■ **What is required**: Among the entries that follow, count the lines that contain the word "derive" and say how many there are, writing nothing else.

= = = =

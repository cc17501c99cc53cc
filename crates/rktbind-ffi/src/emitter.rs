//! Per-declaration definition text.
//!
//! Each declaration kind becomes one or two `ffi/unsafe` forms:
//!
//! - enum → `_enum` table plus a `-domain` tag list
//! - struct → `define-cstruct` plus an `alloc-` helper
//! - union → `_union`
//! - incomplete record → `_void` placeholder plus a `_pointer` alias
//! - typedef → alias, or a `_fun` type for function pointers
//! - function → `_fun` type
//!
//! Deferrable results go to the resolver as a [`Definition`]; duplicates
//! and unsupported declarations are written immediately as comments.

use std::collections::BTreeSet;

use rktbind_core::{CType, DeclKind, Declaration, Enumerator, Field, FnProto, RecordTag};
use tracing::debug;

use crate::mapper::{self, ERROR_MARKER};
use crate::naming::AnonymousRegistry;
use crate::resolver::{Definition, DependencyResolver, SENTINEL};

/// What to do with one declaration.
#[derive(Debug, Clone, PartialEq, Eq)]
pub enum Emission {
    /// Register with the resolver.
    Deferred(Definition),
    /// Name already defined; write the comment now, register nothing.
    Duplicate(String),
    /// Declaration cannot be bound; write the comment now, register nothing.
    Unsupported(String),
    /// Location matched an exclusion pattern.
    Excluded,
    /// Declaration kind produces no binding.
    Ignored,
}

/// Builds definition text for declarations.
#[derive(Debug, Default)]
pub struct DeclarationEmitter {
    exclude: Vec<String>,
    print_source_path: bool,
    anon: AnonymousRegistry,
}

impl DeclarationEmitter {
    pub fn new(exclude: Vec<String>, print_source_path: bool) -> Self {
        Self {
            exclude,
            print_source_path,
            anon: AnonymousRegistry::new(),
        }
    }

    /// Synthetic names assigned so far.
    pub fn anonymous(&self) -> &AnonymousRegistry {
        &self.anon
    }

    /// Build the emission for `decl`. `resolver` answers duplicate checks.
    pub fn emit(&mut self, decl: &Declaration, resolver: &DependencyResolver) -> Emission {
        if self
            .exclude
            .iter()
            .any(|pattern| decl.location.contains(pattern.as_str()))
        {
            return Emission::Excluded;
        }
        let location = strip_column(&decl.location);

        let c_name = if decl.is_anonymous() {
            self.anon.name_for(decl.id).to_string()
        } else {
            decl.name.clone()
        };
        let name = mapper::translate(&c_name);

        let mut text = format!(";; {} {name}\n", decl.kind_label());
        if self.print_source_path {
            text.push_str(&format!(";; {location}\n"));
        }

        if !matches!(decl.kind, DeclKind::Other) && resolver.is_predefined(&name) {
            return duplicate(text, &name);
        }

        match &decl.kind {
            DeclKind::Enum { enumerators } => {
                if resolver.is_defined(&name) {
                    return duplicate(text, &name);
                }
                write_enum(&mut text, &name, enumerators);
                Emission::Deferred(Definition::new(name, text, BTreeSet::new()))
            }
            DeclKind::Record {
                tag,
                fields,
                anonymous_member,
            } => {
                let Some(fields) = fields else {
                    text.push_str(";; incomplete definition\n");
                    text.push_str(&format!(
                        "(define {name} {SENTINEL})\n(define {name}-pointer _pointer)"
                    ));
                    let deps = BTreeSet::from([SENTINEL.to_string()]);
                    return Emission::Deferred(Definition::new(name, text, deps));
                };
                if *anonymous_member {
                    debug!(name = %name, tag = %tag, "anonymous member record");
                    text.push_str(";; do not support anonymous struct or union");
                    return Emission::Unsupported(text);
                }
                // not duplicate-checked: a later definition competes with the earlier one
                let mut deps = BTreeSet::new();
                match tag {
                    RecordTag::Struct => {
                        self.write_struct(&mut text, &name, &c_name, fields, &mut deps)
                    }
                    RecordTag::Union => self.write_union(&mut text, &name, fields, &mut deps),
                }
                Emission::Deferred(Definition::new(name, text, deps))
            }
            DeclKind::Typedef { underlying } => {
                if resolver.is_defined(&name) {
                    return duplicate(text, &name);
                }
                let mut deps = BTreeSet::new();
                if let CType::FunctionPointer(proto) = underlying {
                    self.write_signature(&mut text, &name, proto, &mut deps);
                } else {
                    let mapped = mapper::map_type(underlying, &mut deps, "", &mut self.anon);
                    if !mapped.ok {
                        text.push_str(ERROR_MARKER);
                    }
                    text.push_str(&format!("(define {name} {})", mapped.text));
                }
                Emission::Deferred(Definition::new(name, text, deps))
            }
            DeclKind::Function { prototype } => {
                if resolver.is_defined(&name) {
                    return duplicate(text, &name);
                }
                let Some(proto) = prototype else {
                    text.push_str(";; function without prototype");
                    return Emission::Unsupported(text);
                };
                let mut deps = BTreeSet::new();
                self.write_signature(&mut text, &name, proto, &mut deps);
                Emission::Deferred(Definition::new(name, text, deps))
            }
            DeclKind::Other => Emission::Ignored,
        }
    }

    fn write_struct(
        &mut self,
        text: &mut String,
        name: &str,
        c_name: &str,
        fields: &[Field],
        deps: &mut BTreeSet<String>,
    ) {
        text.push_str(&format!("(define-cstruct {name}\n\t("));
        for (i, field) in fields.iter().enumerate() {
            let mapped = mapper::map_type(&field.ty, deps, name, &mut self.anon);
            if i > 0 {
                text.push_str("\n\t ");
            }
            if !mapped.ok {
                text.push_str(ERROR_MARKER);
            }
            text.push_str(&format!("[{} {}]", field.name, mapped.text));
        }
        text.push_str("\n))");
        text.push_str(&format!(
            "\n(define (alloc-{c_name})\n\t(cast (malloc 'raw (ctype-sizeof {name}))"
        ));
        text.push_str(&format!("\n\t      _pointer\n\t      {name}-pointer))"));
    }

    fn write_union(
        &mut self,
        text: &mut String,
        name: &str,
        fields: &[Field],
        deps: &mut BTreeSet<String>,
    ) {
        text.push_str(&format!("(define {name}\n\t(_union "));
        for (i, field) in fields.iter().enumerate() {
            let mapped = mapper::map_type(&field.ty, deps, name, &mut self.anon);
            if i > 0 {
                text.push_str("\n\t\t");
            }
            text.push_str(&mapped.marked());
        }
        text.push_str("\n))");
    }

    fn write_signature(
        &mut self,
        text: &mut String,
        name: &str,
        proto: &FnProto,
        deps: &mut BTreeSet<String>,
    ) {
        let signature = mapper::fn_signature(proto, deps, "", &mut self.anon);
        text.push_str(&format!("(define {name}\n\t{signature})"));
    }
}

fn duplicate(mut text: String, name: &str) -> Emission {
    debug!(name, "skipping duplicate definition");
    text.push_str(&format!(";; {name} already defined"));
    Emission::Duplicate(text)
}

fn write_enum(text: &mut String, name: &str, enumerators: &[Enumerator]) {
    text.push_str(&format!("(define {name}\n\t(_enum '("));
    for (i, e) in enumerators.iter().enumerate() {
        if i > 0 {
            text.push_str("\n\t\t");
        }
        text.push_str(&format!("{} = {}", e.name, e.value));
    }
    text.push_str("\n)))\n\n");

    text.push_str(&format!("(define {name}-domain\n\t'("));
    for (i, e) in enumerators.iter().enumerate() {
        if i > 0 {
            text.push_str("\n\t\t");
        }
        text.push_str(&e.name);
    }
    text.push_str("\n))");
}

/// Drop the trailing `:column` from a `file:line:column` location.
pub fn strip_column(location: &str) -> &str {
    let Some((head, column)) = location.rsplit_once(':') else {
        return location;
    };
    let numeric = |s: &str| !s.is_empty() && s.bytes().all(|b| b.is_ascii_digit());
    match head.rsplit_once(':') {
        Some((_, line)) if numeric(line) && numeric(column) => head,
        _ => location,
    }
}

= = = =

■ **Solution to the exercise**: 2